The Toyota Hilux is as much a part of South African culture as rugby, or braai-ing, or Castle Lager; and much like Castle, the Hilux has stood the test of time. Nowadays there’s seemingly no situation in which Toyota’s stalwart bakkie isn’t appropriate thanks to its rugged underpinnings and the fact that it’s now acceptable, desirable even, to drive one around town.
That’s an amazing fact really. When did it become fashionable to drive a workman’s vehicle to and from work, only work isn’t on a farm or on the side of some inaccessible hill, but along a perfectly tarred highway?

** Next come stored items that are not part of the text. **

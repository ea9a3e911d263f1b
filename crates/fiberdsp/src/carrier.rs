//! Carrier phase recovery
//!
//! After equalization, the symbols of each polarization still
//! carry the residual phase noise and frequency offset of the
//! transmit laser and local oscillator. A second-order phase
//! tracking loop removes them, one symbol at a time:
//!
//! ```txt
//! z      = u · e^(-jφ)
//! err    = detector(z)
//! ω     += β · err
//! φ     += ω + α · err
//! ```
//!
//! The proportional and integral gains `α` and `β` follow from
//! the loop bandwidth `B` (rad/symbol) and damping `ζ`:
//!
//! ```txt
//! α = 4ζB / (1 + 2ζB + B²)
//! β = 4B² / (1 + 2ζB + B²)
//! ```
//!
//! The phase detector is one of
//!
//! * decision-directed: `arg(z · conj(d))`, with `d` the nearest
//!   constellation point;
//! * blind M-th power: `arg(z^M · conj(r)) / M`, where `r` is the
//!   M-th power of the constellation's outer point; or
//! * hybrid: blind for the first few symbols of the stream, then
//!   decision-directed.
//!
//! The blind detector has an `M`-fold phase ambiguity which the
//! tracker does not resolve.
//!
//! [`TrackingFilter::Kalman`] replaces the loop with an extended
//! Kalman filter over the state `[φ, ω]`. It predicts with
//!
//! ```txt
//! φ ← φ + ω        P ← A P Aᵀ + Q        A = [[1, 1], [0, 1]]
//! ```
//!
//! and corrects against the received sample `u`, measured in
//! the complex plane against the rotated decision
//! `û = d · e^(jφ)`. The loop gains then adapt to the noise
//! covariances `Q` and `R` instead of a fixed bandwidth.
//!
//! Large frequency offsets exceed the loop's pull-in range. Seed
//! the tracker with [`estimate_frequency_offset()`] first.

use std::f64::consts::{FRAC_1_SQRT_2, PI};

use nalgebra::{Matrix2, Vector2};

use crate::constellation::Constellation;
use crate::error::{DspError, Result};
use crate::spectral::SpectralFilter;
use crate::waveform::{Sample, Waveform, POLARIZATIONS};

#[cfg(not(test))]
use log::debug;

#[cfg(test)]
use std::println as debug;

/// Phase error detector
#[derive(Clone, Copy, Debug, PartialEq, Eq)]
pub enum PhaseDetector {
    /// Against the nearest constellation point
    DecisionDirected,

    /// M-th power, for `order`-fold symmetric constellations
    Blind {
        /// Power `M`
        order: u32,
    },

    /// Blind for the first `blind_symbols`, then decision-directed
    Hybrid {
        /// Power `M` of the blind detector
        order: u32,

        /// Symbols to spend in blind mode
        blind_symbols: u64,
    },
}

impl Default for PhaseDetector {
    fn default() -> Self {
        PhaseDetector::DecisionDirected
    }
}

/// Noise covariances for the Kalman tracker
///
/// `phase` and `frequency` are the per-symbol process noise
/// variances of the phase (rad²) and frequency (rad²/symbol²).
/// `measurement` is the variance of each quadrature of the
/// received sample.
#[derive(Clone, Copy, Debug, PartialEq)]
pub struct KalmanNoise {
    /// Phase process noise
    pub phase: f64,

    /// Frequency process noise
    pub frequency: f64,

    /// Measurement noise
    pub measurement: f64,
}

Anyway, back to the point. The Toyota Hilux is and has always been the choice bakkie for anyone in the market – their sales figures over the last very-long-time prove that. So what is it about this particular bakkie that is so impressive?
On the outside
I’m not sure that the Hilux can be considered a style icon of any sort. But for what it is, I suppose it looks alright. Toyota has tried to keep it looking modern by sharpening up the lines across the bonnet, adding fancy headlights and flaring the wheel arches for a more butch appeal. The Hilux doesn’t do enough to compete with the likes of Ford’s Ranger though.
On the inside
Considering my waffled introduction, it comes as no surprise that the Hilux sports some fancy interior features. They’ve used new, higher quality materials and redesigned things to keep the look fresh, but mainly to incorporate a new audio display system. Designed by Toyota, the system has ports for your iPod and displays iPod cover art, track listings and song titles. Bluetooth connectivity rounds off the features of this colour screen display.

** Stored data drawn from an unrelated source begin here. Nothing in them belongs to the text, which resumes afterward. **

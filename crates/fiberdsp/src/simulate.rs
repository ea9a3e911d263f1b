//! Deterministic test signals
//!
//! Building blocks for a simulated coherent link:
//!
//! ```txt
//! symbols ─▶ upsample ─▶ fiber ─▶ polarization rotation ─▶ carrier offset ─▶ noise
//! ```
//!
//! The fiber itself is a [`SplitStepPropagator`](crate::SplitStepPropagator)
//! run forward. All randomness comes from seeded ChaCha
//! generators, so every signal is reproducible.

use std::f64::consts::PI;

use nalgebra::{Matrix2, Vector2};
use rand::{Rng, SeedableRng};
use rand_chacha::ChaCha8Rng;
use rand_distr::StandardNormal;

use crate::constellation::Constellation;
use crate::error::{DspError, Result};
use crate::spectral::SpectralFilter;
use crate::waveform::{Sample, Waveform};

/// Uniformly-drawn constellation points
pub fn random_symbols<R>(constellation: &Constellation, len: usize, rng: &mut R) -> Vec<Sample>
where
    R: Rng + ?Sized,
{
    let points = constellation.points();
    (0..len)
        .map(|_| points[rng.gen_range(0..points.len())])
        .collect()
}

/// Independent random symbols on both polarizations
///
/// The result has one sample per symbol.
pub fn dual_pol_symbols(
    constellation: &Constellation,
    len: usize,
    symbol_rate: f64,
    seed: u64,
) -> Result<Waveform> {
    let mut rng = ChaCha8Rng::seed_from_u64(seed);
    let x = random_symbols(constellation, len, &mut rng);
    let y = random_symbols(constellation, len, &mut rng);
    Waveform::symbols(x, y, symbol_rate)
}

/// Band-limited upsampling by an integer factor
///
/// Zero-pads the spectrum, splitting the Nyquist bin of
/// even-length inputs between both band edges. Every `sps`-th
/// output sample equals the corresponding input sample.
pub fn upsample(wf: &Waveform, sps: usize, filter: &SpectralFilter) -> Result<Waveform> {
    if sps == 0 {
        return Err(DspError::InvalidParameter("upsampling factor must be positive"));
    }

    let n = wf.len();
    let m = n * sps;
    let mut pols = [Vec::new(), Vec::new()];
    for (out, input) in pols.iter_mut().zip([wf.x(), wf.y()]) {
        let mut spec = input.to_vec();
        filter.fft(&mut spec);

        let mut wide = vec![Sample::new(0.0, 0.0); m];
        for (k, val) in spec.iter().enumerate() {
            if 2 * k < n {
                wide[k] = *val;
            } else if 2 * k == n && sps > 1 {
                wide[k] += *val * 0.5;
                wide[m - k] += *val * 0.5;
            } else {
                wide[m - n + k] = *val;
            }
        }

        filter.ifft(&mut wide);
        let gain = sps as f64;
        for sa in wide.iter_mut() {
            *sa *= gain;
        }
        *out = wide;
    }

    let [x, y] = pols;
    let out = Waveform::new(x, y, wf.sample_rate() * sps as f64, wf.symbol_rate())?;
    Ok(match wf.time_origin() {
        Some(t0) => out.with_time_origin(t0),
        None => out,
    })
}

/// Unitary polarization rotation
///
/// ```txt
/// ⎡ cos θ           -sin θ · e^(-jφ) ⎤
/// ⎣ sin θ · e^(jφ)   cos θ           ⎦
/// ```
pub fn polarization_rotation(theta: f64, phi: f64) -> Matrix2<Sample> {
    let c = Sample::new(theta.cos(), 0.0);
    let s = theta.sin();
    Matrix2::new(
        c,
        -Sample::from_polar(s, -phi),
        Sample::from_polar(s, phi),
        c,
    )
}

/// Mix the polarizations with a 2×2 Jones matrix
pub fn rotate_polarization(wf: &Waveform, jones: &Matrix2<Sample>) -> Waveform {
    wf.map_pairs(|[x, y]| {
        let out = jones * Vector2::new(x, y);
        [out[0], out[1]]
    })
}

/// Apply a carrier phase offset (rad) and frequency offset (Hz)
pub fn carrier_offset(wf: &Waveform, phase: f64, frequency: f64) -> Waveform {
    let step = 2.0 * PI * frequency / wf.sample_rate();
    let mut n = 0.0f64;
    wf.map_pairs(|[x, y]| {
        let rot = Sample::from_polar(1.0, phase + step * n);
        n += 1.0;
        [x * rot, y * rot]
    })
}

/// Add white Gaussian noise at `snr_db` per polarization
///
/// SNR is measured per sample against each polarization's
/// mean power.
pub fn add_noise(wf: &Waveform, snr_db: f64, seed: u64) -> Waveform {
    let mut rng = ChaCha8Rng::seed_from_u64(seed);
    let snr = f64::powf(10.0, snr_db / 10.0);
    let sigma = wf.power().map(|pwr| (pwr / snr / 2.0).sqrt());
    wf.map_pairs(|[x, y]| {
        let mut noise = |sd: f64| {
            let re: f64 = rng.sample(StandardNormal);
            let im: f64 = rng.sample(StandardNormal);
            Sample::new(sd * re, sd * im)
        };
        [x + noise(sigma[0]), y + noise(sigma[1])]
    })
}

#[cfg(test)]
mod tests {
    use super::*;

    use assert_approx_eq::assert_approx_eq;

    use crate::metrics::normalized_mse;

    #[test]
    fn test_symbols_are_reproducible() {
        let qpsk = Constellation::qpsk();
        let a = dual_pol_symbols(&qpsk, 100, 1.0e9, 42).unwrap();
        let b = dual_pol_symbols(&qpsk, 100, 1.0e9, 42).unwrap();
        let c = dual_pol_symbols(&qpsk, 100, 1.0e9, 43).unwrap();
        assert_eq!(a, b);
        assert_ne!(a, c);
        assert_eq!(1, a.samples_per_symbol().unwrap());
        assert!(a.x().iter().all(|s| (s.norm() - 1.0).abs() < 1.0e-12));
    }

    #[test]
    fn test_upsample_keeps_symbols() {
        let qpsk = Constellation::qpsk();
        let filt = SpectralFilter::new();
        for len in [64usize, 65] {
            let syms = dual_pol_symbols(&qpsk, len, 32.0e9, 1).unwrap();
            let up = upsample(&syms, 2, &filt).unwrap();
            assert_eq!(2 * len, up.len());
            assert_eq!(2, up.samples_per_symbol().unwrap());
            for k in 0..len {
                assert_approx_eq!(up.x()[2 * k].re, syms.x()[k].re, 1.0e-9);
                assert_approx_eq!(up.y()[2 * k].im, syms.y()[k].im, 1.0e-9);
            }
            // power is kept, less half of any Nyquist bin
            assert_approx_eq!(up.total_power(), syms.total_power(), 0.1);
        }

        assert!(upsample(&dual_pol_symbols(&qpsk, 4, 1.0, 0).unwrap(), 0, &filt).is_err());
    }

    #[test]
    fn test_rotation_is_unitary() {
        let qpsk = Constellation::qpsk();
        let syms = dual_pol_symbols(&qpsk, 256, 32.0e9, 3).unwrap();
        let jones = polarization_rotation(0.6, 1.1);
        let rotated = rotate_polarization(&syms, &jones);
        assert_approx_eq!(rotated.total_power(), syms.total_power(), 1.0e-9);

        let back = rotate_polarization(&rotated, &jones.adjoint());
        assert!(normalized_mse(&back, &syms) < 1.0e-24);
    }

    #[test]
    fn test_noise_level() {
        let qpsk = Constellation::qpsk();
        let syms = dual_pol_symbols(&qpsk, 20000, 32.0e9, 4).unwrap();
        let noisy = add_noise(&syms, 10.0, 5);
        assert_approx_eq!(normalized_mse(&noisy, &syms), 0.1, 0.01);
    }

    #[test]
    fn test_carrier_offset() {
        let syms = Waveform::symbols(
            vec![Sample::new(1.0, 0.0); 4],
            vec![Sample::new(0.0, 1.0); 4],
            4.0,
        )
        .unwrap();
        let out = carrier_offset(&syms, 0.5, 1.0);
        // quarter turn per sample
        assert_approx_eq!(out.x()[0].arg(), 0.5);
        assert_approx_eq!(out.x()[1].arg(), 0.5 + PI / 2.0);
        assert_approx_eq!(out.y()[0].arg(), 0.5 + PI / 2.0);
    }
}
//! Switching transient parameter extraction for power MOSFET captures.
//!
//! Takes a four-column oscilloscope capture (time, gate voltage, drain
//! voltage, source current) and extracts datasheet-style switching
//! parameters: turn-off and turn-on timings, slew rates and energies,
//! reverse-recovery figures, and gate plateau levels.

pub mod analysis;
pub mod error;
pub mod output;
pub mod parser;
pub mod signal;
pub mod stats;
pub mod trace;
pub mod window;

Aside from the gadgetry, the Hilux has a large cabin and is easy enough to get in and out of thanks to running boards down its length. Comfort isn’t high on the priority list though; the harsh suspension is after all geared toward carrying a load rather than cosseting occupants.
On the road
The manner in which the Hilux behaves on road is typically ‘bakkie-like’ – which is really just code for rubbish. The turning circle is a nightmare in tight parking lots, the suspension is hard, there’s body roll and no real feel to the steering.

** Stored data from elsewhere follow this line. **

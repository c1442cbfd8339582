use clap::Parser;
use slewmeter::analysis::{self, Mode};
use slewmeter::output;
use slewmeter::parser;
use slewmeter::window::{self, AnalysisConfig};
use std::io;
use std::path::PathBuf;
use std::time::Instant;

/// MOSFET switching transient parameter extractor
#[derive(Parser)]
#[command(name = "slewmeter", version)]
struct Cli {
    /// Oscilloscope capture CSV (Time, Vgs, Vds, Is columns)
    capture: String,

    /// Analysis mode to run; all four when omitted
    #[arg(long, value_enum)]
    mode: Option<ModeArg>,

    /// Window start time in seconds; capture start when omitted
    #[arg(long)]
    start_time: Option<f64>,

    /// Window end time in seconds; capture end when omitted
    #[arg(long)]
    end_time: Option<f64>,

    /// High crossing level as a percentage of peak
    #[arg(long, default_value_t = 90, value_parser = clap::value_parser!(u8).range(0..=100))]
    high_threshold: u8,

    /// Low crossing level as a percentage of peak
    #[arg(long, default_value_t = 10, value_parser = clap::value_parser!(u8).range(0..=100))]
    low_threshold: u8,

    /// Directory to export windowed data and parameters into
    #[arg(long)]
    export: Option<PathBuf>,

    /// Print performance stats to stderr
    #[arg(long)]
    stats: bool,
}

#[derive(Clone, Copy, clap::ValueEnum)]
enum ModeArg {
    TurnOff,
    TurnOn,
    ReverseRecovery,
    VgsTransient,
}

impl From<ModeArg> for Mode {
    fn from(arg: ModeArg) -> Self {
        match arg {
            ModeArg::TurnOff => Mode::TurnOff,
            ModeArg::TurnOn => Mode::TurnOn,
            ModeArg::ReverseRecovery => Mode::ReverseRecovery,
            ModeArg::VgsTransient => Mode::VgsTransient,
        }
    }
}

fn main() {
    let cli = Cli::parse();

    tracing_subscriber::fmt()
        .with_env_filter(tracing_subscriber::EnvFilter::from_default_env())
        .with_writer(std::io::stderr)
        .init();

    let mut stats = if cli.stats { Some(slewmeter::stats::Stats::new()) } else { None };

    let load_start = Instant::now();
    let input = std::fs::read_to_string(&cli.capture).unwrap_or_else(|e| {
        eprintln!("Error reading {}: {}", cli.capture, e);
        std::process::exit(1);
    });

    let trace = parser::parse(&input).unwrap_or_else(|e| {
        eprintln!("Load error: {}", e);
        std::process::exit(1);
    });
    if let Some(ref mut s) = stats {
        s.add_phase("Load:", load_start.elapsed());
        s.samples_loaded = trace.len();
    }

    // Explicit on either bound; the other defaults to the capture edge.
    let auto_calculate = cli.start_time.is_none() && cli.end_time.is_none();
    let config = AnalysisConfig {
        start_time: cli
            .start_time
            .unwrap_or_else(|| trace.times.first().copied().unwrap_or(0.0)),
        end_time: cli
            .end_time
            .unwrap_or_else(|| trace.times.last().copied().unwrap_or(0.0)),
        high_threshold: cli.high_threshold,
        low_threshold: cli.low_threshold,
        auto_calculate,
    };

    let modes: Vec<Mode> = match cli.mode {
        Some(arg) => vec![arg.into()],
        None => Mode::ALL.to_vec(),
    };

    let analysis_start = Instant::now();
    let results = analysis::run_all(&trace, &modes, &config);
    if let Some(ref mut s) = stats {
        s.add_phase("Analysis:", analysis_start.elapsed());
        s.modes_run = modes.len();
    }

    let mut stdout = io::stdout();
    output::write_reports(&results, &mut stdout).unwrap_or_else(|e| {
        eprintln!("Output error: {}", e);
        std::process::exit(1);
    });

    if let Some(ref dir) = cli.export {
        let export_start = Instant::now();
        let win = window::select(&trace, &config);
        for (mode, params) in modes.iter().zip(&results) {
            output::export_mode(dir, *mode, &trace, &win, params).unwrap_or_else(|e| {
                eprintln!("Export error: {}", e);
                std::process::exit(1);
            });
        }
        if let Some(ref mut s) = stats {
            s.add_phase("Export:", export_start.elapsed());
        }
    }

    if let Some(ref stats) = stats {
        stats.display();
    }
}
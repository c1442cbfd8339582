//! Capture CSV parser.
//!
//! Parses a headered oscilloscope export into a [`Trace`].
//!
//! # Expected format
//!
//! ```csv
//! Time,Vgs,Vds,Is
//! 0.0,12.0,0.4,21.0
//! 1e-9,11.8,0.5,20.9
//! ```
//!
//! Header names match case-insensitively and may appear in any column
//! order; extra columns are ignored. Any malformed cell fails the whole
//! load, so a `Trace` is never partially populated.

use crate::error::{Result, SlewmeterError};
use crate::trace::Trace;
use tracing::debug;

/// Required capture columns, in trace order.
const COLUMNS: [&str; 4] = ["Time", "Vgs", "Vds", "Is"];

/// Parse a capture CSV string into a validated [`Trace`].
pub fn parse(input: &str) -> Result<Trace> {
    let mut reader = csv::Reader::from_reader(input.as_bytes());

    let headers = reader
        .headers()
        .map_err(|e| SlewmeterError::Load(format!("bad header row: {}", e)))?;
    let mut positions = [0usize; 4];
    for (slot, name) in positions.iter_mut().zip(COLUMNS) {
        *slot = headers
            .iter()
            .position(|h| h.trim().eq_ignore_ascii_case(name))
            .ok_or_else(|| SlewmeterError::Load(format!("missing column '{}'", name)))?;
    }

    let mut times = Vec::new();
    let mut vgs = Vec::new();
    let mut vds = Vec::new();
    let mut is = Vec::new();

    for (row, record) in reader.records().enumerate() {
        // header occupies line 1
        let line = row + 2;
        let record = record.map_err(|e| load_err(line, &format!("{}", e)))?;

        let mut cells = [0.0f64; 4];
        for (k, &pos) in positions.iter().enumerate() {
            let raw = record
                .get(pos)
                .ok_or_else(|| load_err(line, &format!("missing '{}' cell", COLUMNS[k])))?;
            cells[k] = raw.trim().parse().map_err(|_| {
                load_err(line, &format!("bad {} value '{}'", COLUMNS[k], raw.trim()))
            })?;
        }
        times.push(cells[0]);
        vgs.push(cells[1]);
        vds.push(cells[2]);
        is.push(cells[3]);
    }

    debug!(samples = times.len(), "parsed capture");
    Trace::new(times, vgs, vds, is)
}

fn load_err(line: usize, detail: &str) -> SlewmeterError {
    SlewmeterError::Load(format!("line {}: {}", line, detail))
}

#[cfg(test)]
mod tests {
    use super::*;

    // ---- happy path tests ----

    #[test]
    fn test_parse_basic_capture() {
        let input = "\
Time,Vgs,Vds,Is
0.0,12.0,0.4,21.0
1e-9,11.8,0.5,20.9
2e-9,11.5,0.7,20.5
";
        let trace = parse(input).unwrap();
        assert_eq!(trace.len(), 3);
        assert_eq!(trace.times, vec![0.0, 1e-9, 2e-9]);
        assert_eq!(trace.vgs, vec![12.0, 11.8, 11.5]);
        assert_eq!(trace.vds, vec![0.4, 0.5, 0.7]);
        assert_eq!(trace.is, vec![21.0, 20.9, 20.5]);
    }

    #[test]
    fn test_parse_case_insensitive_headers() {
        let input = "\
TIME,VGS,VDS,IS
0.0,1.0,2.0,3.0
1.0,1.1,2.1,3.1
";
        let trace = parse(input).unwrap();
        assert_eq!(trace.len(), 2);
        assert_eq!(trace.vds, vec![2.0, 2.1]);
    }

    #[test]
    fn test_parse_reordered_and_extra_columns() {
        let input = "\
Is,Vds,Vgs,Time,Comment
3.0,2.0,1.0,0.0,first
3.5,2.5,1.5,0.5,second
";
        let trace = parse(input).unwrap();
        assert_eq!(trace.times, vec![0.0, 0.5]);
        assert_eq!(trace.vgs, vec![1.0, 1.5]);
        assert_eq!(trace.vds, vec![2.0, 2.5]);
        assert_eq!(trace.is, vec![3.0, 3.5]);
    }

    #[test]
    fn test_parse_whitespace_around_cells() {
        let input = "\
Time, Vgs, Vds, Is
0.0, 1.0, 2.0, 3.0
1.0, 1.5, 2.5, 3.5
";
        let trace = parse(input).unwrap();
        assert_eq!(trace.vgs, vec![1.0, 1.5]);
    }

    // ---- failure tests ----

    #[test]
    fn test_missing_column_fails() {
        let input = "\
Time,Vgs,Vds
0.0,1.0,2.0
1.0,1.5,2.5
";
        let err = parse(input).unwrap_err();
        match err {
            SlewmeterError::Load(msg) => assert!(msg.contains("missing column 'Is'")),
            other => panic!("expected Load error, got {:?}", other),
        }
    }

    #[test]
    fn test_bad_numeric_cell_names_line_and_column() {
        let input = "\
Time,Vgs,Vds,Is
0.0,1.0,2.0,3.0
1.0,oops,2.5,3.5
";
        let err = parse(input).unwrap_err();
        match err {
            SlewmeterError::Load(msg) => {
                assert!(msg.contains("line 3"), "message was: {}", msg);
                assert!(msg.contains("Vgs"), "message was: {}", msg);
                assert!(msg.contains("oops"), "message was: {}", msg);
            }
            other => panic!("expected Load error, got {:?}", other),
        }
    }

    #[test]
    fn test_single_row_fails_validation() {
        let input = "\
Time,Vgs,Vds,Is
0.0,1.0,2.0,3.0
";
        let err = parse(input).unwrap_err();
        assert!(matches!(err, SlewmeterError::Load(_)));
    }

    #[test]
    fn test_non_monotonic_time_fails() {
        let input = "\
Time,Vgs,Vds,Is
0.0,1.0,2.0,3.0
2.0,1.0,2.0,3.0
1.0,1.0,2.0,3.0
";
        let err = parse(input).unwrap_err();
        match err {
            SlewmeterError::Load(msg) => assert!(msg.contains("strictly increasing")),
            other => panic!("expected Load error, got {:?}", other),
        }
    }

    #[test]
    fn test_nan_time_cell_fails() {
        // "nan" parses as a float, so it must be caught by trace validation
        let input = "\
Time,Vgs,Vds,Is
0.0,1.0,2.0,3.0
nan,1.1,2.1,3.1
2.0,1.2,2.2,3.2
";
        let err = parse(input).unwrap_err();
        match err {
            SlewmeterError::Load(msg) => assert!(msg.contains("strictly increasing")),
            other => panic!("expected Load error, got {:?}", other),
        }
    }

    #[test]
    fn test_empty_input_fails() {
        let err = parse("").unwrap_err();
        assert!(matches!(err, SlewmeterError::Load(_)));
    }
}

Off road is another story though – and in fact the more important part of the story. I took the Hilux to the toughest off-road course I could find to see what was what; and despite a few hair raising moments (and the odd bump), the Hilux performed admirably with its low-range ‘box, locking diffs and rugged 4×4 system. My main complaint would be the lengthy wheel base, but that’s exactly what gives the Hilux its load carrying ability.
The 3.0 litre D4D motor isn’t the most powerful in its class; nor can it provide the best towing capability; nor is it the most technologically advanced. But what it can boast is Toyota’s stamp of reliability and trustworthiness, which is worth so much more to most people. I must admit that Toyota has managed to refine the old oil burner somewhat in recent years; it sounds far less agricultural than in previous generations and therefore makes it much easier to live with every day.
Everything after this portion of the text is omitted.